Media Contact: fire.management@bia.gov
For Immediate Release: February 1, 2018

Author: Tina Boehle, NPS; Robyn Broyles, BIA; Jessica Gardetto, BLM; Genevieve Giaccardo, OWF

Each year within the Department of the Interior, the Office of Wildland Fire (OWF) manages nearly $1 billion in funding and coordinates its distribution to the four bureaus (Bureau of Indian Affairs, Bureau of Land Management, Fish and Wildlife Service, and National Park Service), which conduct wildland fire management services that protect, restore, and manage our nation’s treasured landscapes. Of the nearly 70,000 employees of the Department, approximately 5,000 of them are wildland firefighters. Facing a changing and complex landscape that will have even greater demands in the future, our workforce must be as aggressive and dynamic as the landscape they will be managing over the next 100 years.

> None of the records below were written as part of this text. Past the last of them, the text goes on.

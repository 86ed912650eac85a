use std::env;

use crate::error::ConfigError;

/// Application configuration loaded from environment variables.
#[derive(Debug, Clone)]
pub struct Config {
    // Neo4j
    pub neo4j_uri: String,
    pub neo4j_user: String,
    pub neo4j_password: String,
    pub neo4j_max_connections: usize,

    // Web server
    pub web_host: String,
    pub web_port: u16,
}

impl Config {
    /// Load configuration from environment variables, falling back to local defaults.
    pub fn from_env() -> Result<Self, ConfigError> {
        Self::from_vars(|key| env::var(key).ok())
    }

    /// Build a config from an arbitrary variable source.
    pub fn from_vars<F>(var: F) -> Result<Self, ConfigError>
    where
        F: Fn(&str) -> Option<String>,
    {
        let or = |key: &str, default: &str| var(key).unwrap_or_else(|| default.to_string());

        // PORT wins over the legacy GRAPHQL_LISTEN_PORT.
        let (port_key, port) = match var("PORT") {
            Some(p) => ("PORT", p),
            None => (
                "GRAPHQL_LISTEN_PORT",
                or("GRAPHQL_LISTEN_PORT", "4001"),
            ),
        };

        Ok(Self {
            neo4j_uri: or("NEO4J_URI", "bolt://localhost:7687"),
            neo4j_user: or("NEO4J_USER", "neo4j"),
            neo4j_password: or("NEO4J_PASSWORD", "neo4j"),
            neo4j_max_connections: parse_number(
                "NEO4J_MAX_CONNECTIONS",
                or("NEO4J_MAX_CONNECTIONS", "500"),
            )?,
            web_host: or("WEB_HOST", "0.0.0.0"),
            web_port: parse_number(port_key, port)?,
        })
    }
}

fn parse_number<T: std::str::FromStr>(key: &'static str, value: String) -> Result<T, ConfigError> {
    value
        .trim()
        .parse()
        .map_err(|_| ConfigError::InvalidNumber { key, value })
}
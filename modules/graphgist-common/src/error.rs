use thiserror::Error;

#[derive(Error, Debug)]
pub enum ConfigError {
    #[error("{key} must be a number, got {value:?}")]
    InvalidNumber { key: &'static str, value: String },
}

According to the 2014 Quadrennial Fire Review, anticipated challenges include a declining number of fire-qualified

personnel; rapid retirements that are challenging our ability to preserve and pass down institutional knowledge; broad shifts in market demand for labor; and changes in the way Americans prefer to learn and work. All of these challenges require adaptive workplace practices and training. The Department is committed to promoting a workforce that is just as diverse and multi- faceted as the landscapes they manage.

FireCorps volunteers serving and learning at Cape Cod National Seashore. Photo by: Cape Cod National Seashore, NPS.

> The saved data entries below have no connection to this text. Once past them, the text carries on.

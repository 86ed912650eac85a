use futures::future::BoxFuture;
use tracing::warn;

use crate::error::{GraphError, Result};
use crate::store::{GraphStore, GraphTxn};

/// Runs units of work inside a single transaction: commit on `Ok`, rollback on `Err`.
pub struct TransactionRunner<S> {
    store: S,
}

impl<S: GraphStore> TransactionRunner<S> {
    pub fn new(store: S) -> Self {
        Self { store }
    }

    /// Open a transaction, hand it to `work`, and settle it according to the result.
    ///
    /// The transaction is released on every exit path. If the returned future is dropped
    /// before settling, the open transaction is rolled back on the current runtime.
    pub async fn with_transaction<T, F>(&self, work: F) -> Result<T>
    where
        T: Send,
        F: for<'t> FnOnce(&'t mut S::Txn) -> BoxFuture<'t, Result<T>> + Send,
    {
        let mut guard = TxnGuard::new(self.store.begin().await?);

        let outcome = match guard.txn_mut() {
            Ok(txn) => work(txn).await,
            Err(e) => Err(e),
        };

        match outcome {
            Ok(value) => {
                guard.commit().await?;
                Ok(value)
            }
            Err(e) => {
                if let Err(rollback_err) = guard.rollback().await {
                    warn!(error = %rollback_err, cause = %e, "Rollback failed");
                }
                Err(e)
            }
        }
    }
}

/// Owns an open transaction until it is explicitly settled.
struct TxnGuard<T: GraphTxn> {
    txn: Option<T>,
}

impl<T: GraphTxn> TxnGuard<T> {
    fn new(txn: T) -> Self {
        Self { txn: Some(txn) }
    }

    fn txn_mut(&mut self) -> Result<&mut T> {
        self.txn
            .as_mut()
            .ok_or_else(|| GraphError::Storage("transaction already settled".to_string()))
    }

    async fn commit(mut self) -> Result<()> {
        match self.txn.take() {
            Some(txn) => txn.commit().await,
            None => Ok(()),
        }
    }

    async fn rollback(mut self) -> Result<()> {
        match self.txn.take() {
            Some(txn) => txn.rollback().await,
            None => Ok(()),
        }
    }
}

impl<T: GraphTxn> Drop for TxnGuard<T> {
    fn drop(&mut self) {
        let Some(txn) = self.txn.take() else {
            return;
        };
        match tokio::runtime::Handle::try_current() {
            Ok(handle) => {
                handle.spawn(async move {
                    if let Err(e) = txn.rollback().await {
                        warn!(error = %e, "Rollback of abandoned transaction failed");
                    }
                });
            }
            Err(_) => warn!("Transaction abandoned outside a runtime; connection dropped unsettled"),
        }
    }
}
use neo4rs::query;
use uuid::Uuid;

use graphgist_common::{
    Direction, GraphGist, GraphGistCandidate, GraphGistFields, ReferenceRelationship,
    CANDIDATE_LABEL, GRAPH_GIST_LABEL,
};

use crate::error::Result;
use crate::neo4j::{fields_from_row, uuid_from_row, FIELD_PROJECTION};
use crate::GraphClient;

/// Read-only wrapper for the graph. Used by the API to materialize records
/// once an identifier has been resolved.
#[derive(Clone)]
pub struct GraphGistReader {
    client: GraphClient,
}

impl GraphGistReader {
    pub fn new(client: GraphClient) -> Self {
        Self { client }
    }

    pub async fn graph_gist_by_uuid(&self, uuid: Uuid) -> Result<Option<GraphGist>> {
        let found = self
            .fetch_one(GRAPH_GIST_LABEL, "uuid", uuid.to_string())
            .await?;
        Ok(found.map(|(uuid, fields)| GraphGist { uuid, fields }))
    }

    pub async fn graph_gist_by_slug(&self, slug: &str) -> Result<Option<GraphGist>> {
        let found = self.fetch_one(GRAPH_GIST_LABEL, "slug", slug.to_string()).await?;
        Ok(found.map(|(uuid, fields)| GraphGist { uuid, fields }))
    }

    /// Resolve a guide path segment: slugs first, then identifiers.
    pub async fn graph_gist(&self, slug_or_uuid: &str) -> Result<Option<GraphGist>> {
        if let Some(gist) = self.graph_gist_by_slug(slug_or_uuid).await? {
            return Ok(Some(gist));
        }
        match Uuid::parse_str(slug_or_uuid) {
            Ok(uuid) => self.graph_gist_by_uuid(uuid).await,
            Err(_) => Ok(None),
        }
    }

    pub async fn candidate_by_uuid(&self, uuid: Uuid) -> Result<Option<GraphGistCandidate>> {
        let found = self
            .fetch_one(CANDIDATE_LABEL, "uuid", uuid.to_string())
            .await?;
        Ok(found.map(|(uuid, fields)| GraphGistCandidate { uuid, fields }))
    }

    /// Identifiers of nodes attached to the `label` node `uuid` through `rel`.
    pub async fn reference_ids(
        &self,
        label: &str,
        uuid: Uuid,
        rel: ReferenceRelationship,
    ) -> Result<Vec<Uuid>> {
        let t = rel.rel_type();
        let pattern = match rel.direction() {
            Direction::Outgoing => format!("-[:{t}]->"),
            Direction::Incoming => format!("<-[:{t}]-"),
        };
        let cypher = format!(
            "MATCH (n:{label} {{uuid: $uuid}}){pattern}(p)
             RETURN p.uuid AS uuid
             ORDER BY p.uuid"
        );

        let mut stream = self
            .client
            .graph
            .execute(query(&cypher).param("uuid", uuid.to_string()))
            .await?;
        let mut ids = Vec::new();
        while let Some(row) = stream.next().await? {
            ids.push(uuid_from_row(&row, "uuid")?);
        }
        Ok(ids)
    }

    async fn fetch_one(
        &self,
        label: &str,
        key: &str,
        value: String,
    ) -> Result<Option<(Uuid, GraphGistFields)>> {
        let cypher = format!(
            "MATCH (n:{label} {{{key}: $value}}) RETURN {FIELD_PROJECTION} LIMIT 1"
        );
        let mut stream = self
            .client
            .graph
            .execute(query(&cypher).param("value", value))
            .await?;

        match stream.next().await? {
            Some(row) => Ok(Some((uuid_from_row(&row, "uuid")?, fields_from_row(&row)))),
            None => Ok(None),
        }
    }
}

FireCorps volunteers serving and learning at Cape Cod National Seashore. Photo by: Cape Cod National Seashore, NPS.

In the world of wildland fire management, training is a mix of classroom and hands-on experience. Vital to the process is experience on the fireline, with a Pulaski in hand as a wildland firefighter. These firefighters serve on engine, helitack and hand crews. They serve on fuels modules, rappel out of helicopters, and after extensive training and experience, some jump out of airplanes to provide fire response services. But managing wildfires begins long before a fire starts and ends long after it is out.

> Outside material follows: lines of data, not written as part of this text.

//! In-memory `GraphStore` for tests.
//!
//! Models what the resolver relies on from Neo4j: read-committed transactions with
//! buffered writes, a write lock on the GraphGist taken by `merge_candidate` and held
//! until the transaction settles, per-relationship-type fault injection, a concurrent
//! delete of a GraphGist, and rollback failures.

use std::collections::{BTreeSet, HashMap, HashSet};
use std::sync::atomic::{AtomicBool, AtomicUsize, Ordering};
use std::sync::{Arc, Mutex, MutexGuard};
use std::time::Duration;

use async_trait::async_trait;
use tokio::sync::OwnedMutexGuard;
use uuid::Uuid;

use graphgist_common::{
    Direction, GraphGist, GraphGistCandidate, GraphGistFields, ReferenceRelationship,
    CANDIDATE_LABEL, GRAPH_GIST_LABEL, IS_VERSION,
};

use crate::error::{GraphError, Result};
use crate::store::{GraphStore, GraphTxn};

#[derive(Debug, Clone)]
struct MemNode {
    label: String,
    fields: Option<GraphGistFields>,
}

#[derive(Debug, Clone, PartialEq, Eq)]
struct MemRel {
    from: Uuid,
    rel_type: &'static str,
    to: Uuid,
}

#[derive(Debug, Clone, Default)]
struct MemoryGraph {
    nodes: HashMap<Uuid, MemNode>,
    rels: Vec<MemRel>,
}

impl MemoryGraph {
    fn apply(&mut self, write: &Write) {
        match write {
            Write::CreateNode { uuid, node } => {
                self.nodes.insert(*uuid, node.clone());
            }
            Write::CreateRel(rel) => self.rels.push(rel.clone()),
        }
    }

    fn has_label(&self, uuid: Uuid, label: &str) -> bool {
        self.nodes.get(&uuid).is_some_and(|n| n.label == label)
    }

    fn candidates_of(&self, graph_gist: Uuid) -> Vec<Uuid> {
        self.rels
            .iter()
            .filter(|r| r.rel_type == IS_VERSION && r.to == graph_gist)
            .filter(|r| self.has_label(r.from, CANDIDATE_LABEL))
            .map(|r| r.from)
            .collect()
    }

    /// Nodes on the far end of `rel` from `node`, in the relationship's own direction.
    fn targets(&self, node: Uuid, rel: ReferenceRelationship) -> Vec<Uuid> {
        let t = rel.rel_type();
        self.rels
            .iter()
            .filter(|r| r.rel_type == t)
            .filter_map(|r| match rel.direction() {
                Direction::Outgoing if r.from == node => Some(r.to),
                Direction::Incoming if r.to == node => Some(r.from),
                _ => None,
            })
            .collect()
    }
}

#[derive(Debug, Clone)]
enum Write {
    CreateNode { uuid: Uuid, node: MemNode },
    CreateRel(MemRel),
}

#[derive(Default)]
struct Shared {
    graph: Mutex<MemoryGraph>,
    locks: Mutex<HashMap<Uuid, Arc<tokio::sync::Mutex<()>>>>,
    failing: Mutex<HashSet<ReferenceRelationship>>,
    latency: Mutex<Option<Duration>>,
    vanishing: Mutex<HashSet<Uuid>>,
    rollback_fails: AtomicBool,
    open: AtomicUsize,
}

impl Shared {
    fn graph(&self) -> MutexGuard<'_, MemoryGraph> {
        self.graph.lock().unwrap_or_else(|e| e.into_inner())
    }
}

/// Shared handle to an in-memory property graph.
#[derive(Clone, Default)]
pub struct MemoryStore {
    shared: Arc<Shared>,
}

impl MemoryStore {
    pub fn new() -> Self {
        Self::default()
    }

    /// Sleep before every transactional operation, widening race windows.
    pub fn with_latency(self, latency: Duration) -> Self {
        *self.shared.latency.lock().unwrap_or_else(|e| e.into_inner()) = Some(latency);
        self
    }

    /// Make `duplicate_relationships` fail for `rel`.
    pub fn fail_on(&self, rel: ReferenceRelationship) {
        self.shared
            .failing
            .lock()
            .unwrap_or_else(|e| e.into_inner())
            .insert(rel);
    }

    /// Delete `graph_gist` from committed state right after the next candidate lookup
    /// for it, as a concurrent writer would.
    pub fn delete_after_lookup(&self, graph_gist: Uuid) {
        self.shared
            .vanishing
            .lock()
            .unwrap_or_else(|e| e.into_inner())
            .insert(graph_gist);
    }

    /// Make every `rollback` report an error. The session is still released.
    pub fn fail_rollbacks(&self) {
        self.shared.rollback_fails.store(true, Ordering::SeqCst);
    }

    pub fn insert_graph_gist(&self, graph_gist: &GraphGist) {
        self.shared.graph().nodes.insert(
            graph_gist.uuid,
            MemNode {
                label: GRAPH_GIST_LABEL.to_string(),
                fields: Some(graph_gist.fields.clone()),
            },
        );
    }

    /// Create a reference node (if new) and attach it to `graph_gist` via `rel`.
    pub fn attach(&self, graph_gist: Uuid, rel: ReferenceRelationship, target: Uuid) {
        let mut graph = self.shared.graph();
        graph.nodes.entry(target).or_insert_with(|| MemNode {
            label: reference_label(rel).to_string(),
            fields: None,
        });
        let (from, to) = match rel.direction() {
            Direction::Outgoing => (graph_gist, target),
            Direction::Incoming => (target, graph_gist),
        };
        graph.rels.push(MemRel {
            from,
            rel_type: rel.rel_type(),
            to,
        });
    }

    pub fn candidates_of(&self, graph_gist: Uuid) -> Vec<Uuid> {
        self.shared.graph().candidates_of(graph_gist)
    }

    pub fn candidate(&self, uuid: Uuid) -> Option<GraphGistCandidate> {
        let graph = self.shared.graph();
        let node = graph.nodes.get(&uuid).filter(|n| n.label == CANDIDATE_LABEL)?;
        Some(GraphGistCandidate {
            uuid,
            fields: node.fields.clone()?,
        })
    }

    pub fn targets(&self, node: Uuid, rel: ReferenceRelationship) -> Vec<Uuid> {
        self.shared.graph().targets(node, rel)
    }

    pub fn target_set(&self, node: Uuid, rel: ReferenceRelationship) -> BTreeSet<Uuid> {
        self.targets(node, rel).into_iter().collect()
    }

    pub fn node_count(&self) -> usize {
        self.shared.graph().nodes.len()
    }

    pub fn relationship_count(&self) -> usize {
        self.shared.graph().rels.len()
    }

    /// Transactions begun and not yet committed or rolled back.
    pub fn open_transactions(&self) -> usize {
        self.shared.open.load(Ordering::SeqCst)
    }
}

#[async_trait]
impl GraphStore for MemoryStore {
    type Txn = MemoryTxn;

    async fn begin(&self) -> Result<MemoryTxn> {
        self.shared.open.fetch_add(1, Ordering::SeqCst);
        Ok(MemoryTxn {
            shared: self.shared.clone(),
            pending: Vec::new(),
            held: HashMap::new(),
        })
    }
}

pub struct MemoryTxn {
    shared: Arc<Shared>,
    pending: Vec<Write>,
    held: HashMap<Uuid, OwnedMutexGuard<()>>,
}

impl MemoryTxn {
    /// Committed state overlaid with this transaction's own writes.
    fn view(&self) -> MemoryGraph {
        let mut graph = self.shared.graph().clone();
        for write in &self.pending {
            graph.apply(write);
        }
        graph
    }

    async fn pause(&self) {
        let latency = *self.shared.latency.lock().unwrap_or_else(|e| e.into_inner());
        match latency {
            Some(d) => tokio::time::sleep(d).await,
            None => tokio::task::yield_now().await,
        }
    }

    async fn lock(&mut self, uuid: Uuid) {
        if self.held.contains_key(&uuid) {
            return;
        }
        let lock = self
            .shared
            .locks
            .lock()
            .unwrap_or_else(|e| e.into_inner())
            .entry(uuid)
            .or_default()
            .clone();
        let guard = lock.lock_owned().await;
        self.held.insert(uuid, guard);
    }

    fn settle(self) {
        // Lock guards drop with `self`, after any commit has been applied.
        self.shared.open.fetch_sub(1, Ordering::SeqCst);
    }
}

#[async_trait]
impl GraphTxn for MemoryTxn {
    async fn find_graph_gist(&mut self, uuid: Uuid) -> Result<Option<GraphGist>> {
        self.pause().await;
        let view = self.view();
        Ok(view
            .nodes
            .get(&uuid)
            .filter(|n| n.label == GRAPH_GIST_LABEL)
            .and_then(|n| n.fields.clone())
            .map(|fields| GraphGist { uuid, fields }))
    }

    async fn find_candidate_id(&mut self, graph_gist: Uuid) -> Result<Option<Uuid>> {
        self.pause().await;
        let found = self.view().candidates_of(graph_gist).into_iter().next();

        let vanishes = self
            .shared
            .vanishing
            .lock()
            .unwrap_or_else(|e| e.into_inner())
            .remove(&graph_gist);
        if vanishes {
            let mut graph = self.shared.graph();
            graph.nodes.remove(&graph_gist);
            graph.rels.retain(|r| r.from != graph_gist && r.to != graph_gist);
        }
        Ok(found)
    }

    async fn merge_candidate(
        &mut self,
        graph_gist: Uuid,
        candidate: &GraphGistCandidate,
    ) -> Result<Uuid> {
        self.pause().await;
        self.lock(graph_gist).await;

        let view = self.view();
        if !view.has_label(graph_gist, GRAPH_GIST_LABEL) {
            return Err(GraphError::Storage(format!(
                "GraphGist {graph_gist} disappeared before its candidate could be created"
            )));
        }
        if let Some(existing) = view.candidates_of(graph_gist).into_iter().next() {
            return Ok(existing);
        }

        self.pending.push(Write::CreateNode {
            uuid: candidate.uuid,
            node: MemNode {
                label: CANDIDATE_LABEL.to_string(),
                fields: Some(candidate.fields.clone()),
            },
        });
        self.pending.push(Write::CreateRel(MemRel {
            from: candidate.uuid,
            rel_type: IS_VERSION,
            to: graph_gist,
        }));
        Ok(candidate.uuid)
    }

    async fn duplicate_relationships(
        &mut self,
        graph_gist: Uuid,
        candidate: Uuid,
        rel: ReferenceRelationship,
    ) -> Result<u64> {
        self.pause().await;
        let failing = self
            .shared
            .failing
            .lock()
            .unwrap_or_else(|e| e.into_inner())
            .contains(&rel);
        if failing {
            return Err(GraphError::Storage(format!("injected failure duplicating {rel}")));
        }

        let view = self.view();
        if !view.has_label(candidate, CANDIDATE_LABEL) {
            return Ok(0);
        }
        let targets = view.targets(graph_gist, rel);
        for target in &targets {
            let (from, to) = match rel.direction() {
                Direction::Outgoing => (candidate, *target),
                Direction::Incoming => (*target, candidate),
            };
            self.pending.push(Write::CreateRel(MemRel {
                from,
                rel_type: rel.rel_type(),
                to,
            }));
        }
        Ok(targets.len() as u64)
    }

    async fn commit(mut self) -> Result<()> {
        {
            let mut graph = self.shared.graph();
            for write in self.pending.drain(..) {
                graph.apply(&write);
            }
        }
        self.settle();
        Ok(())
    }

    async fn rollback(mut self) -> Result<()> {
        self.pending.clear();
        let fails = self.shared.rollback_fails.load(Ordering::SeqCst);
        self.settle();
        if fails {
            return Err(GraphError::Storage("rollback failed".to_string()));
        }
        Ok(())
    }
}

fn reference_label(rel: ReferenceRelationship) -> &'static str {
    match rel {
        ReferenceRelationship::Wrote => "Author",
        ReferenceRelationship::ForChallenge => "Challenge",
        ReferenceRelationship::ForIndustry => "Industry",
        ReferenceRelationship::ForUseCase => "UseCase",
        ReferenceRelationship::HasImage => "Image",
    }
}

Fire management officers develop fire management plans and oversee staffs that perform hazardous fuel removal projects. Fire planners develop complex models that assess and determine workload needs and demands.

GIS specialists develop maps and data that support decisions. Incident management teams use specialists that move people, equipment and supplies, track and manage budgets, provide public information, and help personnel meet training needs to develop qualifications.

Medical personnel are a necessary part of our workforce that develops standards and medical programs that focus on reducing the amount of risk firefighters in which are exposed. Radio technicians develop programming software that repairs the communication equipment firefighters need to communicate from one valley to the next, while meteorologists use portable weather stations to provide timely weather forecasts that fire managers need to make decisions.

The Department’s wildland fire workforce always has specialists who are teachers, budget analysts, and economists. Many have backgrounds in forestry, biology, natural resources, and fire science. As the use and demand for technology increases, so too will personnel with degrees in information technology, communications, public administration, and emergency management, to name a few. Fire management in the United States has evolved over the last 100 years; so will our workforce, using both science and traditional knowledge.

As leaders in land management, we look forward to building a sustainable wildland fire workforce over the next 100 years. This means building an organization that is easy to navigate, supportive of employee work/life balance, and full of career paths that give employees the opportunity to grow through every step of their career.